[RFC] Reworking 'commit' internals to work in texts rather than 'lines'

Tue Apr 28 00:57:57 BST 2009

On Mon, 2009-04-27 at 12:52 -0500, John Arbash Meinel wrote:
> The main change is to avoid "KnitVersionedFile.add_lines()" and
> instead
> go for something along the lines of "KVF.add_text()" which takes a
> single string.

KVF.insert_record_stream please.

> This means that the "record_iter_changes" code can do "file.read()"
> rather than "file.readlines()", etc. It also means that we can
> compress
> the text without either iterating 5M lines (and the associated 5M*3
> function calls to compress the bytes and compute crc, etc.)
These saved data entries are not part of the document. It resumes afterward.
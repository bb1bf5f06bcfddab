//! Persisted runtime settings.
//!
//! # Storage layout
//!
//! ```text
//! ~/.locus/
//!   settings.yaml   (mode 0600, written by `locus settings init`)
//! ```
//!
//! # API pattern
//!
//! Every function has two forms:
//! - `fn_at(home: &Path, …)`: explicit home; used in tests with `TempDir`
//! - `fn(…)`: derives home from `dirs::home_dir()`, delegates to `_at`

use std::path::{Path, PathBuf};

use serde::{Deserialize, Serialize};

use crate::error::{io_err, SettingsError};

pub const SETTINGS_VERSION: u32 = 1;
pub const SETTINGS_FILE: &str = "settings.yaml";

/// Tunables for the coordinator runtime.
#[derive(Debug, Clone, PartialEq, Serialize, Deserialize)]
pub struct Settings {
    #[serde(default = "default_version")]
    pub version: u32,
    /// Minimum movement in metres before the provider reports a new fix.
    #[serde(default = "default_distance_filter")]
    pub distance_filter_m: f64,
    /// Capacity of the consumer command queue.
    #[serde(default = "default_queue_capacity")]
    pub command_queue_capacity: usize,
    /// `tracing` filter used when `RUST_LOG` is unset.
    #[serde(default = "default_log_filter")]
    pub log_filter: String,
}

impl Default for Settings {
    fn default() -> Self {
        Self {
            version: SETTINGS_VERSION,
            distance_filter_m: default_distance_filter(),
            command_queue_capacity: default_queue_capacity(),
            log_filter: default_log_filter(),
        }
    }
}

fn default_version() -> u32 {
    SETTINGS_VERSION
}

fn default_distance_filter() -> f64 {
    1.0
}

fn default_queue_capacity() -> usize {
    64
}

fn default_log_filter() -> String {
    "info".to_string()
}

/// `<home>/.locus/`
pub fn locus_root(home: &Path) -> PathBuf {
    home.join(".locus")
}

/// `<home>/.locus/settings.yaml`: pure, no I/O.
pub fn settings_path_at(home: &Path) -> PathBuf {
    locus_root(home).join(SETTINGS_FILE)
}

/// Load settings, falling back to defaults when the file does not exist.
pub fn load_at(home: &Path) -> Result<Settings, SettingsError> {
    let path = settings_path_at(home);
    if !path.exists() {
        return Ok(Settings::default());
    }
    let contents = std::fs::read_to_string(&path).map_err(|e| io_err(&path, e))?;
    let settings: Settings =
        serde_yaml::from_str(&contents).map_err(|e| SettingsError::Parse { path, source: e })?;
    Ok(settings.sanitized())
}

/// `load_at` convenience wrapper.
pub fn load() -> Result<Settings, SettingsError> {
    load_at(&home()?)
}

/// Write settings to `<home>/.locus/settings.yaml` atomically (tmp + rename).
pub fn save_at(home: &Path, settings: &Settings) -> Result<PathBuf, SettingsError> {
    let root = locus_root(home);
    if !root.exists() {
        std::fs::create_dir_all(&root).map_err(|e| io_err(&root, e))?;
    }
    let path = settings_path_at(home);
    let tmp = path.with_extension("yaml.tmp");
    let yaml = serde_yaml::to_string(settings)?;
    std::fs::write(&tmp, yaml).map_err(|e| io_err(&tmp, e))?;
    set_file_permissions(&tmp)?;
    std::fs::rename(&tmp, &path).map_err(|e| io_err(&path, e))?;
    Ok(path)
}

/// `save_at` convenience wrapper.
pub fn save(settings: &Settings) -> Result<PathBuf, SettingsError> {
    save_at(&home()?, settings)
}

impl Settings {
    /// A zero-capacity queue would panic in tokio; clamp it.
    fn sanitized(mut self) -> Self {
        if self.command_queue_capacity == 0 {
            self.command_queue_capacity = 1;
        }
        if !self.distance_filter_m.is_finite() || self.distance_filter_m < 0.0 {
            self.distance_filter_m = default_distance_filter();
        }
        self
    }
}

fn home() -> Result<PathBuf, SettingsError> {
    dirs::home_dir().ok_or(SettingsError::HomeNotFound)
}

#[cfg(unix)]
fn set_file_permissions(path: &Path) -> Result<(), SettingsError> {
    use std::os::unix::fs::PermissionsExt;
    std::fs::set_permissions(path, std::fs::Permissions::from_mode(0o600))
        .map_err(|e| io_err(path, e))
}

#[cfg(not(unix))]
fn set_file_permissions(_path: &Path) -> Result<(), SettingsError> {
    Ok(())
}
We already batch up the content to one big string, as you know:) So
we're not avoiding 5M*3 function calls for compression and CRC - this
was part of the pack introduction commit optimisation pass. We were
blocked there by the serialisation needs of knits (that they need a line
count primarily).

> I also think this will be a big win for 'dev6' repositories. Because
> in
> that case there *is* no delta generated at commit time. So getting the
> fulltext makes it all that much faster to shove it down into the
> repository, and get on with your life. (The main downside is that we
> won't even get cross-file deltas because we end up with 1-group per
> file, rather than 1-group per commit.)

We already have 1-group per file, there is no change here. It is
definitely better for dev6.

It should be as 'simple' as:
 - change to file.read()
 - change to insert_record_stream() or a successor function
 - change insert_record_stream or the successor function as needed so
   that it returns the data needed by commit.

Note that the core of GroupCompressVersionedfile *already* has this
structure as 'add_lines' is implemented in terms of
_insert_record_stream.

I'd personally leave knits largely alone, as they are much more complex
to get this right on, and something we're moving away from rapidly.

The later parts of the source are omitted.